* **WORK ITEM**:
Every line of the records counts; transcribe each one exactly.

* **RECORDED INFORMATION**:
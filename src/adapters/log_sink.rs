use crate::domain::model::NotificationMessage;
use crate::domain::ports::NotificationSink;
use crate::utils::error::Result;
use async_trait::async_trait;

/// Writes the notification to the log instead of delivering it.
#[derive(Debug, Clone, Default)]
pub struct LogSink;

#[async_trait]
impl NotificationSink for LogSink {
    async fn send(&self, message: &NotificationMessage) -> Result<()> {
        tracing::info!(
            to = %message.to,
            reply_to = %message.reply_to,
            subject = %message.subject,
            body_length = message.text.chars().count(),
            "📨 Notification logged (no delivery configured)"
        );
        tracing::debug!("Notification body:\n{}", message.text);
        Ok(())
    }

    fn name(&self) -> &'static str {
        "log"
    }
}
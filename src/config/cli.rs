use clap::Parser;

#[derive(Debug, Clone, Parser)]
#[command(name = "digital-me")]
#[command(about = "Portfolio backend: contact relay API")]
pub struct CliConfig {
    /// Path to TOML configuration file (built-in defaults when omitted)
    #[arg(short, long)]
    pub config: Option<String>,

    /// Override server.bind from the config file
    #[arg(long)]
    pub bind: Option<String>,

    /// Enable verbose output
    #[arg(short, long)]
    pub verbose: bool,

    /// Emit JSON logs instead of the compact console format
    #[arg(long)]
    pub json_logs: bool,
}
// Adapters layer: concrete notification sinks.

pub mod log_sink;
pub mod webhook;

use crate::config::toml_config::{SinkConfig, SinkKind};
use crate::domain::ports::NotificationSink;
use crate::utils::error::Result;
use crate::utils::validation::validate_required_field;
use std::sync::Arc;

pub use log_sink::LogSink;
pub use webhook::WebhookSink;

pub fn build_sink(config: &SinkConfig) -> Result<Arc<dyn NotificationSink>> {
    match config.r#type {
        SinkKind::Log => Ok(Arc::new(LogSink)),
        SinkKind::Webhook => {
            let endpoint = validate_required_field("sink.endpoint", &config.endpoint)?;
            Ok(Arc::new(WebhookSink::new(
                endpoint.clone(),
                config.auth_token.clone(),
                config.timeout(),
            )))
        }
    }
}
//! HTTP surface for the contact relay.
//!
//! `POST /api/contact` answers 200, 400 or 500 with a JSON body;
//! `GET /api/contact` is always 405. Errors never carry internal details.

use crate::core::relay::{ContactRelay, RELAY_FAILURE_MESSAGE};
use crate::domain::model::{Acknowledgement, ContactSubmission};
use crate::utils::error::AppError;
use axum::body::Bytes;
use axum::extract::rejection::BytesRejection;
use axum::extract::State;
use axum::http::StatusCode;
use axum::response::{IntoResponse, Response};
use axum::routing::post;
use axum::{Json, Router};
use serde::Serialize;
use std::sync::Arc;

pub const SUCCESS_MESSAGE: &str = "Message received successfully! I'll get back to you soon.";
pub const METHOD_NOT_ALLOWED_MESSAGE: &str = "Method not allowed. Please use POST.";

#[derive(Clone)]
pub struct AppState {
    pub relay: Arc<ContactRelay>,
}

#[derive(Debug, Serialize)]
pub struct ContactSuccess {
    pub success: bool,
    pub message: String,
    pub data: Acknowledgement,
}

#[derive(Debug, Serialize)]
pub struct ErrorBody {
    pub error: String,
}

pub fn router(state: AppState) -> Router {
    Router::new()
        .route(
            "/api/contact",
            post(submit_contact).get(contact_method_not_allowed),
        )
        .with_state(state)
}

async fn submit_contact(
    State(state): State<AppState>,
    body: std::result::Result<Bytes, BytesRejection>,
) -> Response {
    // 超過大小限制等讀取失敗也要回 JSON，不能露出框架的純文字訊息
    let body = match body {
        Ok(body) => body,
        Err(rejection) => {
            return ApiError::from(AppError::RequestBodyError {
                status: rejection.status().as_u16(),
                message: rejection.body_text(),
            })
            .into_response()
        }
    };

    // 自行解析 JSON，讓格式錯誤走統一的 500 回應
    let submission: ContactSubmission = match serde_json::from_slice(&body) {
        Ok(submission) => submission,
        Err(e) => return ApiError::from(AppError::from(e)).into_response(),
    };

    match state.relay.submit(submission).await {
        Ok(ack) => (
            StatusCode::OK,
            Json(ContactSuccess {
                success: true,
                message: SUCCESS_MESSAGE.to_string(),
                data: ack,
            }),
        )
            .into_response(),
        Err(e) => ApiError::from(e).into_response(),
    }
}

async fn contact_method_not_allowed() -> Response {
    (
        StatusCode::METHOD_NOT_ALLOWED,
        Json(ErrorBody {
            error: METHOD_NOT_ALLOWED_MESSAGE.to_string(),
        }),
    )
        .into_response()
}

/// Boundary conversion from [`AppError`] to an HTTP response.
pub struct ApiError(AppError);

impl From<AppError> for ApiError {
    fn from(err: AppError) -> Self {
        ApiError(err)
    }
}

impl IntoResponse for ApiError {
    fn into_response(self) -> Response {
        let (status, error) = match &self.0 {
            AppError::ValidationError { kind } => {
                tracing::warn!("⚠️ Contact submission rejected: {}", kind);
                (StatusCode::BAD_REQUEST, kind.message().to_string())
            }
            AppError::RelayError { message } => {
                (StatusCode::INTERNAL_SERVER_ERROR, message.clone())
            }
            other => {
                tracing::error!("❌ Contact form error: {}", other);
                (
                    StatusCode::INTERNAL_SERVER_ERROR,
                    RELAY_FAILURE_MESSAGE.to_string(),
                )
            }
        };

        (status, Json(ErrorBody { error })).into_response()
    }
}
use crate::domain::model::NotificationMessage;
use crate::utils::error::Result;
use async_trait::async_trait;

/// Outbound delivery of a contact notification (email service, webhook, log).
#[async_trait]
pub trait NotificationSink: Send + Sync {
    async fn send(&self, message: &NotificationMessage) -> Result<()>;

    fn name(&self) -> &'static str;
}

* **TASK RESPONSE**:
filename src/adapters/log_sink.rs
use crate::domain::model::NotificationMessage;
use crate::domain::ports::NotificationSink;
use crate::utils::error::Result;
use async_trait::async_trait;

/// Writes the notification to the log instead of delivering it.
#[derive(Debug, Clone, Default)]
pub struct LogSink;

#[async_trait]
impl NotificationSink for LogSink {
    async fn send(&self, message: &NotificationMessage) -> Result<()> {
        tracing::info!(
            to = %message.to,
            reply_to = %message.reply_to,
            subject = %message.subject,
            body_length = message.text.chars().count(),
            "📨 Notification logged (no delivery configured)"
        );
        tracing::debug!("Notification body:\n{}", message.text);
        Ok(())
    }

    fn name(&self) -> &'static str {
        "log"
    }
}
filename src/config/cli.rs
use clap::Parser;

#[derive(Debug, Clone, Parser)]
#[command(name = "digital-me")]
#[command(about = "Portfolio backend: contact relay API")]
pub struct CliConfig {
    /// Path to TOML configuration file (built-in defaults when omitted)
    #[arg(short, long)]
    pub config: Option<String>,

    /// Override server.bind from the config file
    #[arg(long)]
    pub bind: Option<String>,

    /// Enable verbose output
    #[arg(short, long)]
    pub verbose: bool,

    /// Emit JSON logs instead of the compact console format
    #[arg(long)]
    pub json_logs: bool,
}
// Adapters layer: concrete notification sinks.

pub mod log_sink;
pub mod webhook;

use crate::config::toml_config::{SinkConfig, SinkKind};
use crate::domain::ports::NotificationSink;
use crate::utils::error::Result;
use crate::utils::validation::validate_required_field;
use std::sync::Arc;

pub use log_sink::LogSink;
pub use webhook::WebhookSink;

pub fn build_sink(config: &SinkConfig) -> Result<Arc<dyn NotificationSink>> {
    match config.r#type {
        SinkKind::Log => Ok(Arc::new(LogSink)),
        SinkKind::Webhook => {
            let endpoint = validate_required_field("sink.endpoint", &config.endpoint)?;
            Ok(Arc::new(WebhookSink::new(
                endpoint.clone(),
                config.auth_token.clone(),
                config.timeout(),
            )))
        }
    }
}
//! HTTP surface for the contact relay.
//!
//! `POST /api/contact` answers 200, 400 or 500 with a JSON body;
//! `GET /api/contact` is always 405. Errors never carry internal details.

use crate::core::relay::{ContactRelay, RELAY_FAILURE_MESSAGE};
use crate::domain::model::{Acknowledgement, ContactSubmission};
use crate::utils::error::AppError;
use axum::body::Bytes;
use axum::extract::rejection::BytesRejection;
use axum::extract::State;
use axum::http::StatusCode;
use axum::response::{IntoResponse, Response};
use axum::routing::post;
use axum::{Json, Router};
use serde::Serialize;
use std::sync::Arc;

pub const SUCCESS_MESSAGE: &str = "Message received successfully! I'll get back to you soon.";
pub const METHOD_NOT_ALLOWED_MESSAGE: &str = "Method not allowed. Please use POST.";

#[derive(Clone)]
pub struct AppState {
    pub relay: Arc<ContactRelay>,
}

#[derive(Debug, Serialize)]
pub struct ContactSuccess {
    pub success: bool,
    pub message: String,
    pub data: Acknowledgement,
}

#[derive(Debug, Serialize)]
pub struct ErrorBody {
    pub error: String,
}

pub fn router(state: AppState) -> Router {
    Router::new()
        .route(
            "/api/contact",
            post(submit_contact).get(contact_method_not_allowed),
        )
        .with_state(state)
}

async fn submit_contact(
    State(state): State<AppState>,
    body: std::result::Result<Bytes, BytesRejection>,
) -> Response {
    // 超過大小限制等讀取失敗也要回 JSON，不能露出框架的純文字訊息
    let body = match body {
        Ok(body) => body,
        Err(rejection) => {
            return ApiError::from(AppError::RequestBodyError {
                status: rejection.status().as_u16(),
                message: rejection.body_text(),
            })
            .into_response()
        }
    };

    // 自行解析 JSON，讓格式錯誤走統一的 500 回應
    let submission: ContactSubmission = match serde_json::from_slice(&body) {
        Ok(submission) => submission,
        Err(e) => return ApiError::from(AppError::from(e)).into_response(),
    };

    match state.relay.submit(submission).await {
        Ok(ack) => (
            StatusCode::OK,
            Json(ContactSuccess {
                success: true,
                message: SUCCESS_MESSAGE.to_string(),
                data: ack,
            }),
        )
            .into_response(),
        Err(e) => ApiError::from(e).into_response(),
    }
}

async fn contact_method_not_allowed() -> Response {
    (
        StatusCode::METHOD_NOT_ALLOWED,
        Json(ErrorBody {
            error: METHOD_NOT_ALLOWED_MESSAGE.to_string(),
        }),
    )
        .into_response()
}

/// Boundary conversion from [`AppError`] to an HTTP response.
pub struct ApiError(AppError);

impl From<AppError> for ApiError {
    fn from(err: AppError) -> Self {
        ApiError(err)
    }
}

impl IntoResponse for ApiError {
    fn into_response(self) -> Response {
        let (status, error) = match &self.0 {
            AppError::ValidationError { kind } => {
                tracing::warn!("⚠️ Contact submission rejected: {}", kind);
                (StatusCode::BAD_REQUEST, kind.message().to_string())
            }
            AppError::RelayError { message } => {
                (StatusCode::INTERNAL_SERVER_ERROR, message.clone())
            }
            other => {
                tracing::error!("❌ Contact form error: {}", other);
                (
                    StatusCode::INTERNAL_SERVER_ERROR,
                    RELAY_FAILURE_MESSAGE.to_string(),
                )
            }
        };

        (status, Json(ErrorBody { error })).into_response()
    }
}
use crate::domain::model::NotificationMessage;
use crate::utils::error::Result;
use async_trait::async_trait;

/// Outbound delivery of a contact notification (email service, webhook, log).
#[async_trait]
pub trait NotificationSink: Send + Sync {
    async fn send(&self, message: &NotificationMessage) -> Result<()>;

    fn name(&self) -> &'static str;
}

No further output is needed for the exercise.